ESD has essential characteristics that can be implemented in many culturally appropriate forms.
Education for sustainable development: is based on the principles and values that underlie
sustainable development; deals with the well-being of all four dimensions of sustainability –
environment, society, culture and economy; uses a variety of pedagogical techniques that promote
participatory learning and higher-order thinking skills; promotes lifelong learning; is locally relevant
and culturally appropriate; is based on local needs, perceptions and conditions, but acknowledges
that fulfilling local needs often has international effects and consequences; engages formal, nonformal and informal education; accommodates the evolving nature of the concept of sustainability;
addresses content, taking into account context, global issues and local priorities; builds civil capacity
for community-based decision-making, social tolerance, environmental stewardship, an adaptable
workforce, and a good quality of life; is interdisciplinary. No single discipline can claim ESD for
itself; all disciplines can contribute to ESD (The official website of UNESCO).

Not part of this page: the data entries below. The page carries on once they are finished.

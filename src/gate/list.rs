//! Server-paginated listing controller.
//!
//! [`ListHandle::spawn`] starts one actor task per listing screen. The view
//! layer feeds it intents (filter text, paginator and sort clicks) and reads
//! back two watches: the [`ListView`] snapshot and the [`FetchStatus`] of the
//! list channel.

use std::sync::Arc;
use std::time::Duration;

use futures::FutureExt;
use futures::future::BoxFuture;
use futures::stream::{FuturesUnordered, StreamExt};
use log::{debug, warn};
use tokio::sync::{mpsc, watch};
use tokio::time::{Instant, sleep_until};

use crate::gate::{Channel, DEFAULT_DEBOUNCE, Debounce, GateError, RequestToken};
use crate::pagination::{
    DEFAULT_PAGE_SIZE, PageQuery, PageResult, QueryError, QueryPatch, SortOrder, page_links,
};
use crate::repository::{ApiError, ApiResult, PageSource};

/// Defaults of one listing screen.
#[derive(Clone, Debug)]
pub struct ListSettings {
    pub page_size: u32,
    pub sort_column: String,
    pub sort_order: SortOrder,
    /// Column the free-text filter applies to.
    pub filter_column: String,
    pub debounce: Duration,
}

impl Default for ListSettings {
    fn default() -> Self {
        Self {
            page_size: DEFAULT_PAGE_SIZE,
            sort_column: "name".to_string(),
            sort_order: SortOrder::Asc,
            filter_column: "name".to_string(),
            debounce: DEFAULT_DEBOUNCE,
        }
    }
}

/// Current state of the sortable header, when the view renders one.
#[derive(Clone, Debug, PartialEq, Eq)]
pub struct SortBinding {
    pub active: String,
    pub direction: SortOrder,
}

/// Current state of the paginator widget, when the view renders one.
#[derive(Clone, Copy, Debug, PartialEq, Eq)]
pub struct PaginatorBinding {
    pub page_size: u32,
}

/// Widgets the view has bound to the listing. Missing widgets fall back to
/// the [`ListSettings`] defaults.
#[derive(Clone, Debug, Default, PartialEq, Eq)]
pub struct ViewBinding {
    pub sort: Option<SortBinding>,
    pub paginator: Option<PaginatorBinding>,
}

/// Paginator values echoed from the last applied page.
#[derive(Clone, Copy, Debug, Default, PartialEq, Eq)]
pub struct PaginatorState {
    pub length: u64,
    pub page_index: u32,
    pub page_size: u32,
    pub total_pages: u32,
}

/// Rows currently displayed by a listing.
#[derive(Clone, Debug, PartialEq)]
pub struct ListView<T> {
    pub rows: Vec<T>,
    pub total_count: u64,
    pub hidden: bool,
    pub paginator: PaginatorState,
}

impl<T> ListView<T> {
    fn empty(page_size: u32) -> Self {
        Self {
            rows: Vec::new(),
            total_count: 0,
            hidden: true,
            paginator: PaginatorState {
                page_size,
                ..PaginatorState::default()
            },
        }
    }

    /// Replaces every displayed value with the content of `result`.
    pub fn apply(&mut self, result: PageResult<T>) {
        self.hidden = result.data.is_empty();
        self.total_count = result.total_count;
        self.paginator = PaginatorState {
            length: result.total_count,
            page_index: result.page_index,
            page_size: result.page_size,
            total_pages: result.total_pages,
        };
        self.rows = result.data;
    }

    /// Page links for the paginator, see [`page_links`].
    pub fn page_links(&self) -> Vec<Option<usize>> {
        page_links(self.paginator.total_pages, self.paginator.page_index)
    }
}

/// Phase of the list channel.
#[derive(Clone, Debug, PartialEq, Eq)]
pub enum FetchStatus {
    Idle,
    Pending(RequestToken),
    /// The latest request failed; the view still shows the last good page.
    Failed(ApiError),
}

#[derive(Debug)]
enum Command {
    FilterText(String),
    Apply(QueryPatch),
    Reload,
    Close,
}

type InFlight<T> = FuturesUnordered<BoxFuture<'static, (RequestToken, ApiResult<PageResult<T>>)>>;

enum Event<T> {
    Command(Option<Command>),
    FilterDue,
    Settled(RequestToken, ApiResult<PageResult<T>>),
}

/// Handle to a running listing controller. Dropping it tears the controller
/// down.
pub struct ListHandle<T> {
    commands: mpsc::UnboundedSender<Command>,
    view: watch::Receiver<ListView<T>>,
    status: watch::Receiver<FetchStatus>,
    query: watch::Receiver<PageQuery>,
}

impl<T> ListHandle<T>
where
    T: Clone + Send + Sync + 'static,
{
    /// Starts the controller and issues the initial page request.
    ///
    /// Must be called from within a tokio runtime.
    pub fn spawn(
        source: Arc<dyn PageSource<T>>,
        settings: ListSettings,
        binding: Option<ViewBinding>,
    ) -> Result<Self, QueryError> {
        let binding = binding.unwrap_or_default();
        let page_size = binding
            .paginator
            .map_or(settings.page_size, |paginator| paginator.page_size);
        let (sort_column, sort_order) = match binding.sort {
            Some(sort) => (sort.active, sort.direction),
            None => (settings.sort_column.clone(), settings.sort_order),
        };
        let query = PageQuery::first_page(page_size, sort_column, sort_order)?;

        let (commands_tx, commands_rx) = mpsc::unbounded_channel();
        let (view_tx, view_rx) = watch::channel(ListView::empty(page_size));
        let (status_tx, status_rx) = watch::channel(FetchStatus::Idle);
        let (query_tx, query_rx) = watch::channel(query.clone());

        let actor = ListActor {
            source,
            filter_column: settings.filter_column,
            query,
            debounce: Debounce::new(settings.debounce),
            channel: Channel::default(),
            view: view_tx,
            status: status_tx,
            query_tx,
        };
        tokio::spawn(actor.run(commands_rx));

        Ok(Self {
            commands: commands_tx,
            view: view_rx,
            status: status_rx,
            query: query_rx,
        })
    }

    /// Free-text filter input. Debounced.
    pub fn filter_text_changed(&self, text: impl Into<String>) -> Result<(), GateError> {
        self.send(Command::FilterText(text.into()))
    }

    /// Paginator click. Applied immediately.
    pub fn page_changed(&self, page_index: i64, page_size: i64) -> Result<(), GateError> {
        self.apply(QueryPatch::page(page_index, page_size))
    }

    /// Sort header click. Applied immediately and resets to the first page.
    pub fn sort_changed(
        &self,
        column: impl Into<String>,
        order: SortOrder,
    ) -> Result<(), GateError> {
        self.apply(QueryPatch::sort(column, order))
    }

    /// Re-fetches the current query even if it was already fetched.
    pub fn reload(&self) -> Result<(), GateError> {
        self.send(Command::Reload)
    }

    pub fn view(&self) -> watch::Receiver<ListView<T>> {
        self.view.clone()
    }

    pub fn status(&self) -> watch::Receiver<FetchStatus> {
        self.status.clone()
    }

    /// Query the controller currently wants displayed.
    pub fn query(&self) -> PageQuery {
        self.query.borrow().clone()
    }

    /// Tears the controller down; in-flight results are discarded.
    pub fn close(self) {
        let _ = self.commands.send(Command::Close);
    }

    fn apply(&self, patch: QueryPatch) -> Result<(), GateError> {
        // Reject malformed input here so the caller sees it synchronously.
        self.query.borrow().build(patch.clone())?;
        self.send(Command::Apply(patch))
    }

    fn send(&self, command: Command) -> Result<(), GateError> {
        self.commands.send(command).map_err(|_| GateError::Closed)
    }
}

struct ListActor<T> {
    source: Arc<dyn PageSource<T>>,
    filter_column: String,
    query: PageQuery,
    debounce: Debounce<String>,
    channel: Channel<PageQuery>,
    view: watch::Sender<ListView<T>>,
    status: watch::Sender<FetchStatus>,
    query_tx: watch::Sender<PageQuery>,
}

impl<T> ListActor<T>
where
    T: Send + Sync + 'static,
{
    async fn run(mut self, mut commands: mpsc::UnboundedReceiver<Command>) {
        let mut in_flight: InFlight<T> = FuturesUnordered::new();
        self.dispatch(&mut in_flight, false);

        loop {
            let deadline = self.debounce.deadline();
            let event = tokio::select! {
                command = commands.recv() => Event::Command(command),
                () = sleep_until(deadline.unwrap_or_else(Instant::now)), if deadline.is_some() => {
                    Event::FilterDue
                }
                Some((token, result)) = in_flight.next(), if !in_flight.is_empty() => {
                    Event::Settled(token, result)
                }
            };

            match event {
                Event::Command(Some(Command::FilterText(text))) => {
                    self.debounce.push(text, Instant::now());
                }
                Event::Command(Some(Command::Apply(patch))) => {
                    if self.rebuild(patch) {
                        self.dispatch(&mut in_flight, false);
                    }
                }
                Event::Command(Some(Command::Reload)) => self.dispatch(&mut in_flight, true),
                Event::Command(Some(Command::Close) | None) => break,
                Event::FilterDue => {
                    if let Some(text) = self.debounce.take_due(Instant::now()) {
                        let patch = QueryPatch::filter(self.filter_column.clone(), text);
                        if self.rebuild(patch) {
                            self.dispatch(&mut in_flight, false);
                        }
                    }
                }
                Event::Settled(token, result) => self.settle(token, result),
            }
        }

        self.debounce.clear();
        if let Some(token) = self.channel.in_flight() {
            debug!("Abandoning list request {token}");
        }
        self.channel.cancel();
        debug!("list controller closed with {} request(s) abandoned", in_flight.len());
    }

    fn rebuild(&mut self, patch: QueryPatch) -> bool {
        match self.query.build(patch) {
            Ok(query) => {
                self.query = query;
                self.query_tx.send_replace(self.query.clone());
                true
            }
            Err(err) => {
                warn!("Ignoring list intent: {err}");
                false
            }
        }
    }

    fn dispatch(&mut self, in_flight: &mut InFlight<T>, force: bool) {
        let token = if force {
            Some(self.channel.force(&self.query))
        } else {
            self.channel.begin(&self.query)
        };
        let Some(token) = token else {
            debug!("Suppressing repeated list query {:?}", self.query);
            return;
        };

        debug!("Fetching page {} as {token}", self.query.page_index);
        let request = self.source.fetch_page(&self.query);
        in_flight.push(async move { (token, request.await) }.boxed());
        self.status.send_replace(FetchStatus::Pending(token));
    }

    fn settle(&mut self, token: RequestToken, result: ApiResult<PageResult<T>>) {
        if !self.channel.settle(token, result.is_ok()) {
            debug!("Discarding stale list response {token}");
            return;
        }
        match result {
            Ok(page) => {
                self.view.send_modify(|view| view.apply(page));
                self.status.send_replace(FetchStatus::Idle);
            }
            Err(err) => {
                warn!("Failed to load page for {token}: {err}");
                self.status.send_replace(FetchStatus::Failed(err));
            }
        }
    }
}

However, for the Arctic there is a history of education systems that tried to force central school
models on local people, including different degrees of suppression of local language. This has been
improved today to various degrees in the Arctic States. But the lack of skilled teachers with local
roots is a circumpolar-wide challenge. Arctic higher educational institutions also face many
challenges when attempting to be innovative and competitive due to their small size and geographic
isolation (Kullerud 2009).
Education should be an important indicator for human development in the circumpolar region.
Each of the circumpolar states has a vested interest in education. There are certain common
characteristics in northern education. For example, some aspects of what students learn during their
primary and secondary school years, and even beyond to post-secondary education, is on the surface
similar in all parts of the circumpolar North. In Narsaq, Greenland, students will acquire some of
the same knowledge as those in Norilsk, Russia, even if there will be some obvious language and
culture differences. The situation in the North is special because the region for many years has been
impressed by closed borders – a border that separated the East from the West and that represents
great language, economic, technological, and social differences. However, the peoples in the high
North have much in common, such as their closeness to nature and its seasons.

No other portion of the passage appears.